▶ [PROVIDED RECORDS]
────────────────────

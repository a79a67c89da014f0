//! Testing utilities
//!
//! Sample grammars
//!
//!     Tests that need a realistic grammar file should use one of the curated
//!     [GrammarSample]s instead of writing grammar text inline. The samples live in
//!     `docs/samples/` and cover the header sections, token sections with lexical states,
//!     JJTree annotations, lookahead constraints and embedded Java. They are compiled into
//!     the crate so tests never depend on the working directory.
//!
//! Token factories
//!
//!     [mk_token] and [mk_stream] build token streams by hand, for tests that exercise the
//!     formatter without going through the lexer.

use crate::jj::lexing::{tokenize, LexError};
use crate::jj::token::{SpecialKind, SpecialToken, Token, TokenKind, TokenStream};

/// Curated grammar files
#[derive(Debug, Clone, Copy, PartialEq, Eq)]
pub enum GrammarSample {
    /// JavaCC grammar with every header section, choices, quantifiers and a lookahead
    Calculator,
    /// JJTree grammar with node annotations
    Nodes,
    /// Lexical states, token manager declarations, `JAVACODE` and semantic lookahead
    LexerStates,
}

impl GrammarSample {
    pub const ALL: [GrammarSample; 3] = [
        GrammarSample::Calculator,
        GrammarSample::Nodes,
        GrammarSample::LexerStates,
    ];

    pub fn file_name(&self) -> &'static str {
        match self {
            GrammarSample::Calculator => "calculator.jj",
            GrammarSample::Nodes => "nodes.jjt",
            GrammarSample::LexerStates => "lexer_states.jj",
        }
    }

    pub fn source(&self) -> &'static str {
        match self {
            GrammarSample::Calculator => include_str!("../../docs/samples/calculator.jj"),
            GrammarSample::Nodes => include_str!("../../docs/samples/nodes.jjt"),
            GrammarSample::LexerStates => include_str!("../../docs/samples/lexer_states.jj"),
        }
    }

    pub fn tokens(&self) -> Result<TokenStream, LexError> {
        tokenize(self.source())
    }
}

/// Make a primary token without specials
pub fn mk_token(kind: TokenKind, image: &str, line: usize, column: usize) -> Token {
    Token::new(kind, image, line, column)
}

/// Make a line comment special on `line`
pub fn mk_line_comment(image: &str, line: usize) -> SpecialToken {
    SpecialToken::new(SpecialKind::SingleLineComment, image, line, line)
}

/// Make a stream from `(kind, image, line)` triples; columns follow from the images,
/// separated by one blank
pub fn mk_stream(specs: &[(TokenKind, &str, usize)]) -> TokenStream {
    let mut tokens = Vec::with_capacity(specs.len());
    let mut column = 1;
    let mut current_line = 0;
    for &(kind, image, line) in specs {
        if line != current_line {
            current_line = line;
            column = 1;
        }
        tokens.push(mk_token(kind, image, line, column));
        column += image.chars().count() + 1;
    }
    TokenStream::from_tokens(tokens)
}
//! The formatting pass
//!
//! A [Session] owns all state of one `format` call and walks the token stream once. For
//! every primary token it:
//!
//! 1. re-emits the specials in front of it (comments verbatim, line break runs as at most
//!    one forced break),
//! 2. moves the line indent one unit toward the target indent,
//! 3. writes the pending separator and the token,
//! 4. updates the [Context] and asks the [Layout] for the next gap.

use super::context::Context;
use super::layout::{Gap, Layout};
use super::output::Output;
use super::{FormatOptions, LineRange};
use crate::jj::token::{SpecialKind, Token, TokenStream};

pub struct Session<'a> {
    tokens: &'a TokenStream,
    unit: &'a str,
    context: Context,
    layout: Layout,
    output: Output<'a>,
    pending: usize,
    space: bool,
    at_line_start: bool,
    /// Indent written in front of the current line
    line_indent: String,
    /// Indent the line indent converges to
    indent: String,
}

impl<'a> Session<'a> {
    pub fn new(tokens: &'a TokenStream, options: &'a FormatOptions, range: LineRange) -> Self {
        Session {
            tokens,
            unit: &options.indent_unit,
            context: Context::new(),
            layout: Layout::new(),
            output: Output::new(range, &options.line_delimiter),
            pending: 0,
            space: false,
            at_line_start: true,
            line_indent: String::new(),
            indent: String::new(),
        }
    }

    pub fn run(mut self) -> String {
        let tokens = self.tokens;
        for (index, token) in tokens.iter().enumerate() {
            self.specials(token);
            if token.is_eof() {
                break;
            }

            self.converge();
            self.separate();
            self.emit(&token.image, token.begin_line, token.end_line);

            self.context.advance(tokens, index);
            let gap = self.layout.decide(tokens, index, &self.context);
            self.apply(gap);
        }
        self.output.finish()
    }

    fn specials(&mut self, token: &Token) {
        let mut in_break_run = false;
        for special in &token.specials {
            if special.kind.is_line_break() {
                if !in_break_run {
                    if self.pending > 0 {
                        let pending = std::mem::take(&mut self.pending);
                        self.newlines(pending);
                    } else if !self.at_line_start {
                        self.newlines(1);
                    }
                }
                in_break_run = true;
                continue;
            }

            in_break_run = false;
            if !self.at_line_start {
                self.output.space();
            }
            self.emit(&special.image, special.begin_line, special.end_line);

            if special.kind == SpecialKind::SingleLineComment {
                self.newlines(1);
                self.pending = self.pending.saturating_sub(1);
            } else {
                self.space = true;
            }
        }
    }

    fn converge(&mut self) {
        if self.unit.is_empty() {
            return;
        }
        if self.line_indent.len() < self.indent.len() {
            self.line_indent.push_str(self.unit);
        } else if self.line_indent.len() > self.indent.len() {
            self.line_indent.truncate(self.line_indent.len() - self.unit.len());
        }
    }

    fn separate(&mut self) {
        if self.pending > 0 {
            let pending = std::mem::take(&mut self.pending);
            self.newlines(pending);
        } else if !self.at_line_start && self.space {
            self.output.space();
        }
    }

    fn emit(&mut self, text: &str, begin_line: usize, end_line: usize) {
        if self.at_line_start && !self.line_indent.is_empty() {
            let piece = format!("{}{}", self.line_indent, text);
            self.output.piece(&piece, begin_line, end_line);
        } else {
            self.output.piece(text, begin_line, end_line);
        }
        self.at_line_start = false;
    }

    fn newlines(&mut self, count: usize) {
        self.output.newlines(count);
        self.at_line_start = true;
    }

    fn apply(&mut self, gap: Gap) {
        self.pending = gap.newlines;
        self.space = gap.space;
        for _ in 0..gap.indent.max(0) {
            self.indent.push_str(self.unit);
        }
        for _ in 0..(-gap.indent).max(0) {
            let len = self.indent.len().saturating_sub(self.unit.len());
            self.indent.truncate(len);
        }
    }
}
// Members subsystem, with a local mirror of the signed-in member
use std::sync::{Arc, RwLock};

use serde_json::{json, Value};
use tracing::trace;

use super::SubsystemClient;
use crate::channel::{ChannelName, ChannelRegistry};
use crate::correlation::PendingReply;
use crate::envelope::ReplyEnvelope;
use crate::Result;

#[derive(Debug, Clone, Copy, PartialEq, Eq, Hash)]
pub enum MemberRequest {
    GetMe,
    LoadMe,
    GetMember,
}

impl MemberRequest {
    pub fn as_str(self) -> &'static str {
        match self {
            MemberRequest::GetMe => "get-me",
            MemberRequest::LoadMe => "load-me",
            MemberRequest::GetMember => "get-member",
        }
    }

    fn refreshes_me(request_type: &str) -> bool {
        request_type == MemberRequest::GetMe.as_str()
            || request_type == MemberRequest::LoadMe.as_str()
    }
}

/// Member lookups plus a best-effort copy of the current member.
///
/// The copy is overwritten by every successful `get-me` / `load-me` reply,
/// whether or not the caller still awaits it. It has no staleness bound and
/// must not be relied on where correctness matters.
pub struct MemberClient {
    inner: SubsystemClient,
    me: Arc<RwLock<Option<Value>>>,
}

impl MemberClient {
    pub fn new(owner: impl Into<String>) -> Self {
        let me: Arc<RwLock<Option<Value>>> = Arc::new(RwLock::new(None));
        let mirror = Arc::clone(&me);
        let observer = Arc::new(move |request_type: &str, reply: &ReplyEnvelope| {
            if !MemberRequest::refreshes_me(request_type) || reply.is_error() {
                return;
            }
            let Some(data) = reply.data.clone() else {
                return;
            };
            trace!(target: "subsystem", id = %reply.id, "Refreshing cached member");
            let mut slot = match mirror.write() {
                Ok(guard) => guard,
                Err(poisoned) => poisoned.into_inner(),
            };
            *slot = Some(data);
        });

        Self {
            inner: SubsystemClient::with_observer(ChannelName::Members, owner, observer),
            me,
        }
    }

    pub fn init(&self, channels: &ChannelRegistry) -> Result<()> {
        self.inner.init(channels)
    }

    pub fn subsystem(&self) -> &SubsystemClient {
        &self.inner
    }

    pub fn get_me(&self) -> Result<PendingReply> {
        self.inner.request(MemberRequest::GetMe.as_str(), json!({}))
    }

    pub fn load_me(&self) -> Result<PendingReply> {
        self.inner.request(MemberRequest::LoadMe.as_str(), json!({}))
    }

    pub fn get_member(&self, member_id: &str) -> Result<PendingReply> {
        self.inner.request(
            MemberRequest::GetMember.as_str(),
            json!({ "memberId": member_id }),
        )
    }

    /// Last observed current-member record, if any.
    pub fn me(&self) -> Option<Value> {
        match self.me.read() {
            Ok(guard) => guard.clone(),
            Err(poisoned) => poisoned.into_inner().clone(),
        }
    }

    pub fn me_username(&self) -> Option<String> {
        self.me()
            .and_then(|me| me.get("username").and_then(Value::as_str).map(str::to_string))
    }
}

────────────────────

Word for word, set down the lines from the beginning of the records through the line that holds "and cover the". Leave out the rest.

repository a79a67c89da014f0
//! Testing utilities
//!
//! Sample grammars
//!
//!     Tests that need a realistic grammar file should use one of the curated
//!     [GrammarSample]s instead of writing grammar text inline. The samples live in
//!     `docs/samples/` and cover the header sections, token sections with lexical states,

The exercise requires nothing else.